== Instructions to follow ==
Reproduce all of the data, making sure that no line differs from the original.

** Information supplied follows **

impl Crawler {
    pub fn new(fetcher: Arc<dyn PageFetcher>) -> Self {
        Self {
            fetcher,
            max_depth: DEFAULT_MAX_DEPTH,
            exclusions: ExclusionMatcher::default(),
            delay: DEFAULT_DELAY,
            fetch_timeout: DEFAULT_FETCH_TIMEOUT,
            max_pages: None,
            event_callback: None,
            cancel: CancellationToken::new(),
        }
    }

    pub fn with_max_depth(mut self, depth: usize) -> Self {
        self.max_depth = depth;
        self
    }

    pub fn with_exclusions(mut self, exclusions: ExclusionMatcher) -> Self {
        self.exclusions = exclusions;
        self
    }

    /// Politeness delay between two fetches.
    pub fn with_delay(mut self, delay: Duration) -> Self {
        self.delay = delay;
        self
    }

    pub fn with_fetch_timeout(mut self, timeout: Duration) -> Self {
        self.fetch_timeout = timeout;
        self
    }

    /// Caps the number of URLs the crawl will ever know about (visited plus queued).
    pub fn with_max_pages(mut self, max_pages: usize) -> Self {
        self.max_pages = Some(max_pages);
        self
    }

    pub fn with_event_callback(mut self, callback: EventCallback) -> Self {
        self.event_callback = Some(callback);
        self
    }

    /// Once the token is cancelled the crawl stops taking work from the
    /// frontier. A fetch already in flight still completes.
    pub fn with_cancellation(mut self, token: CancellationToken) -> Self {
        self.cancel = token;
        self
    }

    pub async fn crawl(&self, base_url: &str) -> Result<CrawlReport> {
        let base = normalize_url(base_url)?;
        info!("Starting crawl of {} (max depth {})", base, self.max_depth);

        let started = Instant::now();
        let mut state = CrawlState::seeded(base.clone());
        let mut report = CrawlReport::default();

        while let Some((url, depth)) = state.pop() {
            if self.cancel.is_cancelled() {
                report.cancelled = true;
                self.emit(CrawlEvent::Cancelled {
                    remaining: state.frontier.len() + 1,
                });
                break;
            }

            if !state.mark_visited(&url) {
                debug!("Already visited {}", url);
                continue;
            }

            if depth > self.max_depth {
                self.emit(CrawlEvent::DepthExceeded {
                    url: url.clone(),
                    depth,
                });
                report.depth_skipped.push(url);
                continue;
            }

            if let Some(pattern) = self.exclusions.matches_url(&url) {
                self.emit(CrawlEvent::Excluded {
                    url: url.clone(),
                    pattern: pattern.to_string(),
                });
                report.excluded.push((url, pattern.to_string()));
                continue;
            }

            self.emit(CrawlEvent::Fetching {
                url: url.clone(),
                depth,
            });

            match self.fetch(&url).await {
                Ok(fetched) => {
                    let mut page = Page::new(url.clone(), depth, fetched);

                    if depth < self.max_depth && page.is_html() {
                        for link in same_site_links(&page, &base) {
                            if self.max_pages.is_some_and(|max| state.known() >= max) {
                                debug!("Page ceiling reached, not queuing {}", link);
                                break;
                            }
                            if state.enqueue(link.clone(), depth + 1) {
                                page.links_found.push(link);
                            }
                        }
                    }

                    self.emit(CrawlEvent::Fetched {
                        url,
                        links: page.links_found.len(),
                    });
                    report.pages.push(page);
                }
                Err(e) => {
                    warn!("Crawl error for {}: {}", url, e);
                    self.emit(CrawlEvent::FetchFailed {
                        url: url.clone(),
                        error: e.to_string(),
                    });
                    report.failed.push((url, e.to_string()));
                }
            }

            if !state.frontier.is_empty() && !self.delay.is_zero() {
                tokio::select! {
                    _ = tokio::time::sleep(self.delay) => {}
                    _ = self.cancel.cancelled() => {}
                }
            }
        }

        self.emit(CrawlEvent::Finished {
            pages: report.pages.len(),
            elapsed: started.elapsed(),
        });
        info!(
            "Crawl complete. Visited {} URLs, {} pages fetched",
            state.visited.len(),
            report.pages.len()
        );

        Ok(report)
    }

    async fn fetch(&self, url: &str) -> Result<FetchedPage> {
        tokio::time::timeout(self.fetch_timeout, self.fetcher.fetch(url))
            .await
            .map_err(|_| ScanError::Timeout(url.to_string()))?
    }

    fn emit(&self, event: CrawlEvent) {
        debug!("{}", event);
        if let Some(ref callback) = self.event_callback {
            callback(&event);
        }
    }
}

** End of Information supplied **

== The answer ==
impl Crawler {
    pub fn new(fetcher: Arc<dyn PageFetcher>) -> Self {
        Self {
            fetcher,
            max_depth: DEFAULT_MAX_DEPTH,
            exclusions: ExclusionMatcher::default(),
            delay: DEFAULT_DELAY,
            fetch_timeout: DEFAULT_FETCH_TIMEOUT,
            max_pages: None,
            event_callback: None,
            cancel: CancellationToken::new(),
        }
    }

    pub fn with_max_depth(mut self, depth: usize) -> Self {
        self.max_depth = depth;
        self
    }

    pub fn with_exclusions(mut self, exclusions: ExclusionMatcher) -> Self {
        self.exclusions = exclusions;
        self
    }

    /// Politeness delay between two fetches.
    pub fn with_delay(mut self, delay: Duration) -> Self {
        self.delay = delay;
        self
    }

    pub fn with_fetch_timeout(mut self, timeout: Duration) -> Self {
        self.fetch_timeout = timeout;
        self
    }

    /// Caps the number of URLs the crawl will ever know about (visited plus queued).
    pub fn with_max_pages(mut self, max_pages: usize) -> Self {
        self.max_pages = Some(max_pages);
        self
    }

    pub fn with_event_callback(mut self, callback: EventCallback) -> Self {
        self.event_callback = Some(callback);
        self
    }

    /// Once the token is cancelled the crawl stops taking work from the
    /// frontier. A fetch already in flight still completes.
    pub fn with_cancellation(mut self, token: CancellationToken) -> Self {
        self.cancel = token;
        self
    }

    pub async fn crawl(&self, base_url: &str) -> Result<CrawlReport> {
        let base = normalize_url(base_url)?;
        info!("Starting crawl of {} (max depth {})", base, self.max_depth);

        let started = Instant::now();
        let mut state = CrawlState::seeded(base.clone());
        let mut report = CrawlReport::default();

        while let Some((url, depth)) = state.pop() {
            if self.cancel.is_cancelled() {
                report.cancelled = true;
                self.emit(CrawlEvent::Cancelled {
                    remaining: state.frontier.len() + 1,
                });
                break;
            }

            if !state.mark_visited(&url) {
                debug!("Already visited {}", url);
                continue;
            }

            if depth > self.max_depth {
                self.emit(CrawlEvent::DepthExceeded {
                    url: url.clone(),
                    depth,
                });
                report.depth_skipped.push(url);
                continue;
            }

            if let Some(pattern) = self.exclusions.matches_url(&url) {
                self.emit(CrawlEvent::Excluded {
                    url: url.clone(),
                    pattern: pattern.to_string(),
                });
                report.excluded.push((url, pattern.to_string()));
                continue;
            }

            self.emit(CrawlEvent::Fetching {
                url: url.clone(),
                depth,
            });

            match self.fetch(&url).await {
                Ok(fetched) => {
                    let mut page = Page::new(url.clone(), depth, fetched);

                    if depth < self.max_depth && page.is_html() {
                        for link in same_site_links(&page, &base) {
                            if self.max_pages.is_some_and(|max| state.known() >= max) {
                                debug!("Page ceiling reached, not queuing {}", link);
                                break;
                            }
                            if state.enqueue(link.clone(), depth + 1) {
                                page.links_found.push(link);
                            }
                        }
                    }

                    self.emit(CrawlEvent::Fetched {
                        url,
                        links: page.links_found.len(),
                    });
                    report.pages.push(page);
                }
                Err(e) => {
                    warn!("Crawl error for {}: {}", url, e);
                    self.emit(CrawlEvent::FetchFailed {
                        url: url.clone(),
                        error: e.to_string(),
                    });
                    report.failed.push((url, e.to_string()));
                }
            }

            if !state.frontier.is_empty() && !self.delay.is_zero() {
                tokio::select! {
                    _ = tokio::time::sleep(self.delay) => {}
                    _ = self.cancel.cancelled() => {}
                }
            }
        }

        self.emit(CrawlEvent::Finished {
            pages: report.pages.len(),
            elapsed: started.elapsed(),
        });
        info!(
            "Crawl complete. Visited {} URLs, {} pages fetched",
            state.visited.len(),
            report.pages.len()
        );

        Ok(report)
    }

    async fn fetch(&self, url: &str) -> Result<FetchedPage> {
        tokio::time::timeout(self.fetch_timeout, self.fetcher.fetch(url))
            .await
            .map_err(|_| ScanError::Timeout(url.to_string()))?
    }

    fn emit(&self, event: CrawlEvent) {
        debug!("{}", event);
        if let Some(ref callback) = self.event_callback {
            callback(&event);
        }
    }
}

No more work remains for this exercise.